▶ _EXERCISE_: For the word "tokens", return each line of the data in which it occurs.

Dataset entries:
=====

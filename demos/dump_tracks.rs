use linecount::{BlobCounter, Counting, CounterConfig, CountingLine};
use opencv::{core::Mat, prelude::*, videoio};
use std::io::Write;

fn main() -> anyhow::Result<()> {
    let mut args = std::env::args();
    let _ = args.next();
    let in_file_name = args.next().expect("expected video file name");
    let line_y: f32 = args
        .next()
        .and_then(|v| v.parse().ok())
        .unwrap_or(300.0);

    let mut cam = videoio::VideoCapture::from_file(&in_file_name, videoio::CAP_ANY)?;
    if !videoio::VideoCapture::is_opened(&cam)? {
        anyhow::bail!("unable to open video source: {}", in_file_name);
    }

    let width = cam.get(videoio::CAP_PROP_FRAME_WIDTH)? as f32;
    let line = CountingLine::horizontal(line_y, 0.0, width);
    let mut counter = BlobCounter::new(CounterConfig::new(line));

    let stdout = std::io::stdout();
    let mut out = stdout.lock();

    let mut frame = Mat::default();
    let mut frame_idx = 0usize;

    loop {
        if !cam.read(&mut frame)? {
            break;
        }

        if frame.cols() == 0 || frame.rows() == 0 {
            break;
        }

        frame_idx += 1;
        counter.update(&frame, &in_file_name)?;

        let record = serde_json::json!({
            "frame": frame_idx,
            "count": counter.count(&in_file_name),
            "tracks": counter.tracks(&in_file_name).to_vec(),
        });
        writeln!(out, "{}", record)?;
    }

    Ok(())
}
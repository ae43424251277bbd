//! tokenpair server library
//!
//! - Access-token signing and refresh-secret hashing
//! - SQLite storage for users and refresh sessions
//! - Session rotation protocol with user-agent binding
//! - Address-change webhook notifications
//! - axum HTTP routes

pub mod auth;
pub mod notifications;
pub mod server;
pub mod session;
pub mod storage;

#[cfg(test)]
#[allow(clippy::unwrap_used)]
mod testing;
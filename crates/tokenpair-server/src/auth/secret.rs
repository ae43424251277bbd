//! Refresh-secret generation, transport encoding and argon2id hashing.

use argon2::password_hash::rand_core::{OsRng, RngCore};
use argon2::password_hash::{PasswordHash, PasswordHasher, PasswordVerifier, SaltString};
use argon2::{Algorithm, Argon2, Params, Version};
use base64::Engine;
use base64::engine::general_purpose::STANDARD;

/// Length in bytes of a raw refresh secret.
pub const REFRESH_SECRET_LEN: usize = 32;

/// Raw refresh-token material. Never persisted.
pub type RefreshSecret = [u8; REFRESH_SECRET_LEN];

/// Fill a fresh refresh secret from the OS random source.
pub fn generate_refresh_secret() -> Result<RefreshSecret, argon2::password_hash::rand_core::Error> {
    let mut secret = [0u8; REFRESH_SECRET_LEN];
    OsRng.try_fill_bytes(&mut secret)?;
    Ok(secret)
}

/// New random session identifier.
pub fn generate_session_id() -> String {
    uuid::Uuid::new_v4().to_string()
}

/// Transport form handed to clients.
pub fn encode_refresh_token(secret: &[u8]) -> String {
    STANDARD.encode(secret)
}

/// Inverse of [`encode_refresh_token`].
pub fn decode_refresh_token(token: &str) -> Result<Vec<u8>, base64::DecodeError> {
    STANDARD.decode(token)
}

/// argon2id hasher for refresh secrets.
#[derive(Clone)]
pub struct SecretHasher {
    argon2: Argon2<'static>,
}

impl SecretHasher {
    /// Build a hasher with explicit cost parameters (memory in KiB).
    pub fn with_cost(
        memory_kib: u32,
        iterations: u32,
        parallelism: u32,
    ) -> Result<Self, argon2::Error> {
        let params = Params::new(memory_kib, iterations, parallelism, None)?;
        Ok(Self {
            argon2: Argon2::new(Algorithm::Argon2id, Version::V0x13, params),
        })
    }

    /// Hash a secret with a random salt into a PHC string.
    pub fn hash(&self, secret: &[u8]) -> Result<String, argon2::password_hash::Error> {
        let salt = SaltString::generate(&mut OsRng);
        let hash = self.argon2.hash_password(secret, &salt)?;
        Ok(hash.to_string())
    }

    /// Verify a secret against a stored PHC string.
    ///
    /// `Ok(false)` means a well-formed hash that does not match; a malformed
    /// stored hash is an error.
    pub fn verify(&self, secret: &[u8], hash: &str) -> Result<bool, argon2::password_hash::Error> {
        let parsed_hash = PasswordHash::new(hash)?;
        match self.argon2.verify_password(secret, &parsed_hash) {
            Ok(()) => Ok(true),
            Err(argon2::password_hash::Error::Password) => Ok(false),
            Err(e) => Err(e),
        }
    }

    /// Cheapest valid parameters, for tests only.
    #[cfg(test)]
    #[allow(clippy::expect_used)]
    pub(crate) fn for_testing() -> Self {
        Self::with_cost(Params::MIN_M_COST.max(64), 1, 1).expect("valid argon2 test params")
    }
}

impl Default for SecretHasher {
    fn default() -> Self {
        Self {
            argon2: Argon2::default(),
        }
    }
}
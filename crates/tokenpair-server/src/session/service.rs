//! Token-pair issuance, rotation and revocation.

use std::fmt;

use tracing::{debug, info, instrument, warn};

use tokenpair_core::db::DatabaseError;

use super::error::AuthError;
use crate::auth::{
    AccessClaims, SecretHasher, TokenCodec, decode_refresh_token, encode_refresh_token,
    generate_refresh_secret, generate_session_id,
};
use crate::notifications::{AddressChange, WebhookNotifier};
use crate::storage::{AuthDatabase, NewSession, Session};

/// An access token and the refresh token that goes with it.
#[derive(Clone, PartialEq, Eq)]
pub struct TokenPair {
    pub access_token: String,
    pub refresh_token: String,
}

impl fmt::Debug for TokenPair {
    fn fmt(&self, f: &mut fmt::Formatter<'_>) -> fmt::Result {
        f.debug_struct("TokenPair")
            .field("access_token", &"[redacted]")
            .field("refresh_token", &"[redacted]")
            .finish()
    }
}

/// Result of a successful rotation.
#[derive(Debug, Clone)]
pub struct RotationOutcome {
    pub tokens: TokenPair,
    /// Set when the refresh came from a different address than the session
    /// was bound to.
    pub address_change: Option<AddressChange>,
}

pub struct SessionService {
    db: AuthDatabase,
    codec: TokenCodec,
    hasher: SecretHasher,
    notifier: Option<WebhookNotifier>,
}

impl SessionService {
    pub const fn new(
        db: AuthDatabase,
        codec: TokenCodec,
        hasher: SecretHasher,
        notifier: Option<WebhookNotifier>,
    ) -> Self {
        Self {
            db,
            codec,
            hasher,
            notifier,
        }
    }

    pub const fn db(&self) -> &AuthDatabase {
        &self.db
    }

    /// Open a new session for `guid` bound to `ip` and `user_agent`.
    #[instrument(skip(self, user_agent))]
    pub async fn issue(
        &self,
        guid: &str,
        ip: &str,
        user_agent: &str,
    ) -> Result<TokenPair, AuthError> {
        if uuid::Uuid::parse_str(guid).is_err() {
            return Err(AuthError::InvalidIdentity);
        }

        if self.db.find_user(guid).await?.is_none() {
            return Err(AuthError::IdentityNotFound);
        }

        let (session, tokens) = self.mint(guid, ip, user_agent)?;

        self.db.create_session(&session).await.map_err(|e| match e {
            DatabaseError::Conflict(_) => AuthError::NotUnique,
            // The user was removed after the lookup above.
            DatabaseError::ForeignKey(_) => AuthError::IdentityNotFound,
            other => AuthError::Storage(other),
        })?;

        info!(guid, session_id = %session.id, "Issued token pair");
        Ok(tokens)
    }

    /// Validate a token pair and replace its session with a new one.
    ///
    /// The returned outcome carries any address change; nothing is sent
    /// to the webhook. See [`Self::refresh`].
    #[instrument(skip(self, access_token, refresh_token, user_agent))]
    pub async fn rotate(
        &self,
        access_token: &str,
        refresh_token: &str,
        ip: &str,
        user_agent: &str,
    ) -> Result<RotationOutcome, AuthError> {
        let claims = self.parse(access_token)?;
        let secret =
            decode_refresh_token(refresh_token).map_err(|_| AuthError::InvalidRefreshToken)?;

        if self.db.find_user(&claims.sub).await?.is_none() {
            return Err(AuthError::IdentityNotFound);
        }

        let session = self
            .owned_session(&claims)
            .await?
            .ok_or(AuthError::InvalidAccessToken)?;

        let matches = self
            .hasher
            .verify(&secret, &session.refresh_hash)
            .unwrap_or_else(|e| {
                warn!(session_id = %session.id, error = %e, "Stored refresh hash is malformed");
                false
            });
        if !matches {
            warn!(session_id = %session.id, "Refresh token does not match session");
            return Err(AuthError::InvalidRefreshToken);
        }

        if session.user_agent != user_agent {
            warn!(
                session_id = %session.id,
                guid = %claims.sub,
                "User agent changed, revoking session"
            );
            self.db.delete_session(&session.id).await?;
            return Err(AuthError::WrongUserAgent);
        }

        let address_change = (session.ip != ip).then(|| {
            warn!(
                guid = %claims.sub,
                old_ip = %session.ip,
                new_ip = %ip,
                "Refresh from a new address"
            );
            AddressChange::now(&claims.sub, &session.ip, ip)
        });

        let (replacement, tokens) = self.mint(&claims.sub, ip, user_agent)?;

        let rotated = self
            .db
            .rotate_session(&session.id, &session.refresh_hash, &replacement)
            .await
            .map_err(|e| match e {
                DatabaseError::Conflict(_) => AuthError::NotUnique,
                other => AuthError::Storage(other),
            })?;
        if !rotated {
            debug!(session_id = %session.id, "Session already consumed by a concurrent refresh");
            return Err(AuthError::InvalidAccessToken);
        }

        info!(
            guid = %claims.sub,
            old_session = %session.id,
            new_session = %replacement.id,
            "Rotated token pair"
        );

        Ok(RotationOutcome {
            tokens,
            address_change,
        })
    }

    /// [`Self::rotate`], then report any address change in the background.
    pub async fn refresh(
        &self,
        access_token: &str,
        refresh_token: &str,
        ip: &str,
        user_agent: &str,
    ) -> Result<TokenPair, AuthError> {
        let outcome = self
            .rotate(access_token, refresh_token, ip, user_agent)
            .await?;

        if let Some(change) = outcome.address_change {
            match &self.notifier {
                Some(notifier) => drop(notifier.dispatch(change)),
                None => debug!(guid = %change.guid, "No webhook configured, address change not reported"),
            }
        }

        Ok(outcome.tokens)
    }

    /// Return the GUID an access token was issued to, if its session is live.
    #[instrument(skip_all)]
    pub async fn who_am_i(&self, access_token: &str) -> Result<String, AuthError> {
        let claims = self.parse(access_token)?;

        if self.owned_session(&claims).await?.is_none() {
            return Err(AuthError::InvalidAccessToken);
        }

        Ok(claims.sub)
    }

    /// Revoke the session named by an access token. Repeating it is harmless.
    #[instrument(skip_all)]
    pub async fn logout(&self, access_token: &str) -> Result<(), AuthError> {
        let claims = self.parse(access_token)?;

        if self.db.delete_session(&claims.jti).await? {
            info!(guid = %claims.sub, session_id = %claims.jti, "Session revoked");
        } else {
            debug!(session_id = %claims.jti, "Logout for a session that is already gone");
        }
        Ok(())
    }

    fn parse(&self, access_token: &str) -> Result<AccessClaims, AuthError> {
        self.codec.parse_access_token(access_token).map_err(|e| {
            debug!(error = %e, "Access token rejected");
            AuthError::InvalidAccessToken
        })
    }

    /// The session named by `claims`, provided it belongs to `claims.sub`.
    async fn owned_session(&self, claims: &AccessClaims) -> Result<Option<Session>, AuthError> {
        let session = self.db.get_session(&claims.jti).await?;
        Ok(session.filter(|s| s.user_guid == claims.sub))
    }

    /// Fresh session row plus the tokens handed to the client for it.
    fn mint(
        &self,
        guid: &str,
        ip: &str,
        user_agent: &str,
    ) -> Result<(NewSession, TokenPair), AuthError> {
        let session_id = generate_session_id();
        let secret = generate_refresh_secret().map_err(|e| {
            warn!(error = %e, "OS random source unavailable");
            AuthError::TokenGenerationFailed
        })?;
        let refresh_hash = self
            .hasher
            .hash(&secret)
            .map_err(|_| AuthError::TokenGenerationFailed)?;
        let access_token = self
            .codec
            .issue_access_token(guid, &session_id)
            .map_err(|_| AuthError::TokenGenerationFailed)?;

        let session = NewSession {
            id: session_id,
            refresh_hash,
            ip: ip.to_string(),
            user_agent: user_agent.to_string(),
            user_guid: guid.to_string(),
        };
        let tokens = TokenPair {
            access_token,
            refresh_token: encode_refresh_token(&secret),
        };
        Ok((session, tokens))
    }
}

=====

▶ _RESULT FOR THIS EXERCISE_:
    pub tokens: TokenPair,
        let (session, tokens) = self.mint(guid, ip, user_agent)?;
        Ok(tokens)
        let (replacement, tokens) = self.mint(&claims.sub, ip, user_agent)?;
            tokens,
        Ok(outcome.tokens)
    /// Fresh session row plus the tokens handed to the client for it.
        let tokens = TokenPair {
        Ok((session, tokens))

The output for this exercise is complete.